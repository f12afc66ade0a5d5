use chrono::Utc;
use std::sync::Arc;

use super::assembler::{assemble, OrderAssembler};
use super::commands::{CreateOrder, UpdateOrderStatus};
use super::errors::OrderError;
use super::pricing::price_line;
use super::status_guard::guard_transition;
use super::validator::OrderValidator;
use super::value_objects::OrderStatus;
use crate::models::Order;
use crate::store::{CustomerStore, OrderStore, ProductStore};

// ============================================================================
// Order Service
// ============================================================================
//
// Create flow: shape check → Validator → Pricing → Assembler → Store
//              → re-read with relations
//
// ============================================================================

pub struct OrderService {
    orders: Arc<dyn OrderStore>,
    validator: OrderValidator,
    assembler: OrderAssembler,
}

impl OrderService {
    pub fn new(
        orders: Arc<dyn OrderStore>,
        customers: Arc<dyn CustomerStore>,
        products: Arc<dyn ProductStore>,
    ) -> Self {
        Self {
            validator: OrderValidator::new(customers, products),
            assembler: OrderAssembler::new(orders.clone()),
            orders,
        }
    }

    pub async fn create(&self, request: CreateOrder) -> Result<Order, OrderError> {
        let status = request.validate()?;
        let validated = self.validator.validate(request.customer_id, &request.items).await?;

        let lines = validated
            .lines
            .iter()
            .map(|(product, quantity)| price_line(product, *quantity))
            .collect::<Result<Vec<_>, _>>()?;
        let new_order = assemble(validated.customer.id, lines, status, Utc::now())?;

        let order = self.assembler.persist(new_order).await?;
        tracing::info!(
            order_id = order.id,
            customer_id = order.customer_id,
            lines = order.lines.len(),
            total = %order.total_value,
            "✅ Order created"
        );
        Ok(order)
    }

    pub async fn get(&self, id: i64) -> Result<Order, OrderError> {
        self.orders.find_order(id).await?.ok_or(OrderError::NotFound(id))
    }

    pub async fn list(&self) -> Result<Vec<Order>, OrderError> {
        Ok(self.orders.list_orders().await?)
    }

    pub async fn list_by_customer(&self, customer_id: i64) -> Result<Vec<Order>, OrderError> {
        Ok(self.orders.list_orders_by_customer(customer_id).await?)
    }

    pub async fn list_by_status(&self, status: &str) -> Result<Vec<Order>, OrderError> {
        let status: OrderStatus = status.parse()?;
        Ok(self.orders.list_orders_by_status(status).await?)
    }

    /// The requested value is checked before the order is looked up.
    pub async fn update_status(&self, id: i64, request: UpdateOrderStatus) -> Result<Order, OrderError> {
        let next = guard_transition(&request.status)?;
        let current = self.get(id).await?;

        self.orders.update_order_status(id, next).await?;
        tracing::info!(order_id = id, from = %current.status, to = %next, "Order status updated");

        self.get(id).await
    }

    pub async fn delete(&self, id: i64) -> Result<(), OrderError> {
        self.orders.delete_order(id).await?;
        tracing::info!(order_id = id, "Order deleted");
        Ok(())
    }

    pub async fn count(&self) -> Result<i64, OrderError> {
        Ok(self.orders.count_orders().await?)
    }
}

#[cfg(test)]
mod tests {
    use super::*;
    use crate::domain::order::OrderItem;
    use crate::domain::product::MAX_PRICE;
    use crate::models::{Customer, Product};
    use crate::store::test_support::{memory_store, new_customer, new_product, notebook};
    use crate::store::SqliteStore;
    use rust_decimal::Decimal;
    use rust_decimal_macros::dec;

    struct Fixture {
        store: Arc<SqliteStore>,
        service: OrderService,
        customer: Customer,
        notebook: Product,
        mouse: Product,
    }

    async fn fixture() -> Fixture {
        let store = memory_store().await;
        let customer = store.insert_customer(new_customer(1)).await.unwrap();
        let notebook = store.insert_product(notebook()).await.unwrap();
        let mouse = store.insert_product(new_product("MS-001", dec!(99.99), 50)).await.unwrap();
        let service = OrderService::new(store.clone(), store.clone(), store.clone());
        Fixture { store, service, customer, notebook, mouse }
    }

    fn request(customer_id: i64, items: &[(i64, i32)]) -> CreateOrder {
        CreateOrder {
            customer_id,
            items: items
                .iter()
                .map(|&(product_id, quantity)| OrderItem { product_id, quantity })
                .collect(),
            status: None,
        }
    }

    #[tokio::test]
    async fn test_create_order_computes_exact_total() {
        let f = fixture().await;
        let order = f
            .service
            .create(request(f.customer.id, &[(f.notebook.id, 2), (f.mouse.id, 1)]))
            .await
            .unwrap();

        assert_eq!(order.total_value, dec!(6099.97));
        assert_eq!(order.status, OrderStatus::Pending);
        assert_eq!(order.lines.len(), 2);
        assert_eq!(order.lines[0].subtotal, dec!(5999.98));
        assert_eq!(order.customer.as_ref().map(|c| c.id), Some(f.customer.id));
        assert!(order.lines.iter().all(|line| line.product.is_some()));
    }

    #[tokio::test]
    async fn test_insufficient_stock_persists_nothing() {
        let f = fixture().await;
        let low = f.store.insert_product(new_product("LOW-001", dec!(1), 5)).await.unwrap();

        let err = f.service.create(request(f.customer.id, &[(low.id, 10)])).await.unwrap_err();

        assert!(matches!(err, OrderError::InsufficientStock(_)));
        assert_eq!(f.service.count().await.unwrap(), 0);
    }

    #[tokio::test]
    async fn test_out_of_range_amount_is_refused() {
        let f = fixture().await;
        // Stored before the price ceiling existed
        let legacy = new_product("BIG-001", Decimal::from_i128_with_scale(10_i128.pow(28), 0), 10);
        let big = f.store.insert_product(legacy).await.unwrap();

        let err = f.service.create(request(f.customer.id, &[(big.id, 10)])).await.unwrap_err();
        assert!(matches!(err, OrderError::AmountOverflow));
        assert_eq!(err.reason(), "amount_overflow");

        let err = f
            .service
            .create(request(f.customer.id, &[(big.id, 5), (big.id, 5)]))
            .await
            .unwrap_err();
        assert!(matches!(err, OrderError::AmountOverflow));
        assert_eq!(f.service.count().await.unwrap(), 0);
    }

    #[tokio::test]
    async fn test_extreme_quantity_at_ceiling_price() {
        let f = fixture().await;
        let ceiling = new_product("TOP-001", MAX_PRICE, i32::MAX);
        let top = f.store.insert_product(ceiling).await.unwrap();

        let order = f.service.create(request(f.customer.id, &[(top.id, i32::MAX)])).await.unwrap();
        assert_eq!(order.total_value, MAX_PRICE * Decimal::from(i32::MAX));
    }

    #[tokio::test]
    async fn test_inactive_product_persists_nothing() {
        let f = fixture().await;
        let mut retired = new_product("OLD-001", dec!(5), 3);
        retired.active = false;
        let retired = f.store.insert_product(retired).await.unwrap();

        let err = f
            .service
            .create(request(f.customer.id, &[(f.notebook.id, 1), (retired.id, 1)]))
            .await
            .unwrap_err();

        assert!(matches!(err, OrderError::ProductInactive(_)));
        assert_eq!(f.service.count().await.unwrap(), 0);
    }

    #[tokio::test]
    async fn test_unknown_customer_persists_nothing() {
        let f = fixture().await;
        let err = f.service.create(request(404, &[(f.notebook.id, 1)])).await.unwrap_err();

        assert!(matches!(err, OrderError::CustomerNotFound(404)));
        assert_eq!(f.service.count().await.unwrap(), 0);
    }

    #[tokio::test]
    async fn test_requested_status_is_kept() {
        let f = fixture().await;
        let mut req = request(f.customer.id, &[(f.mouse.id, 1)]);
        req.status = Some("paid".to_string());

        let order = f.service.create(req).await.unwrap();
        assert_eq!(order.status, OrderStatus::Paid);
    }

    #[tokio::test]
    async fn test_status_can_move_backwards() {
        let f = fixture().await;
        let order = f.service.create(request(f.customer.id, &[(f.mouse.id, 1)])).await.unwrap();

        let delivered = f
            .service
            .update_status(order.id, UpdateOrderStatus { status: "delivered".to_string() })
            .await
            .unwrap();
        assert_eq!(delivered.status, OrderStatus::Delivered);

        let pending = f
            .service
            .update_status(order.id, UpdateOrderStatus { status: "pending".to_string() })
            .await
            .unwrap();
        assert_eq!(pending.status, OrderStatus::Pending);
    }

    #[tokio::test]
    async fn test_invalid_status_is_rejected_before_lookup() {
        let f = fixture().await;
        let err = f
            .service
            .update_status(999, UpdateOrderStatus { status: "lost".to_string() })
            .await
            .unwrap_err();
        assert!(matches!(err, OrderError::InvalidStatus(_)));

        let err = f
            .service
            .update_status(999, UpdateOrderStatus { status: "paid".to_string() })
            .await
            .unwrap_err();
        assert!(matches!(err, OrderError::NotFound(999)));
    }

    #[tokio::test]
    async fn test_price_change_does_not_touch_existing_order() {
        let f = fixture().await;
        let order = f.service.create(request(f.customer.id, &[(f.mouse.id, 3)])).await.unwrap();

        let mut repriced = f.mouse.clone();
        repriced.price = dec!(149.99);
        f.store.update_product(&repriced).await.unwrap();

        let reread = f.service.get(order.id).await.unwrap();
        assert_eq!(reread.lines[0].unit_price, dec!(99.99));
        assert_eq!(reread.lines[0].subtotal, dec!(299.97));
        assert_eq!(reread.total_value, dec!(299.97));
        assert_eq!(reread.lines[0].product.as_ref().map(|p| p.price), Some(dec!(149.99)));
    }

    #[tokio::test]
    async fn test_delete_then_lookup_is_not_found() {
        let f = fixture().await;
        let order = f.service.create(request(f.customer.id, &[(f.mouse.id, 1)])).await.unwrap();

        f.service.delete(order.id).await.unwrap();

        assert!(matches!(f.service.get(order.id).await, Err(OrderError::NotFound(_))));
        assert!(matches!(f.service.delete(order.id).await, Err(OrderError::NotFound(_))));
    }

    #[tokio::test]
    async fn test_list_filters() {
        let f = fixture().await;
        let other = f.store.insert_customer(new_customer(2)).await.unwrap();
        f.service.create(request(f.customer.id, &[(f.mouse.id, 1)])).await.unwrap();
        let mut paid = request(other.id, &[(f.notebook.id, 1)]);
        paid.status = Some("paid".to_string());
        f.service.create(paid).await.unwrap();

        assert_eq!(f.service.list().await.unwrap().len(), 2);
        assert_eq!(f.service.list_by_customer(other.id).await.unwrap().len(), 1);
        assert_eq!(f.service.list_by_status("pending").await.unwrap().len(), 1);
        assert!(matches!(
            f.service.list_by_status("nope").await,
            Err(OrderError::InvalidStatus(_))
        ));
    }
}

================

**WORK ORDER**
For the word "ProductStore", find every line in the data that holds it and copy that line.

**ANSWER FOR THE TASK**
use crate::store::{CustomerStore, OrderStore, ProductStore};
        products: Arc<dyn ProductStore>,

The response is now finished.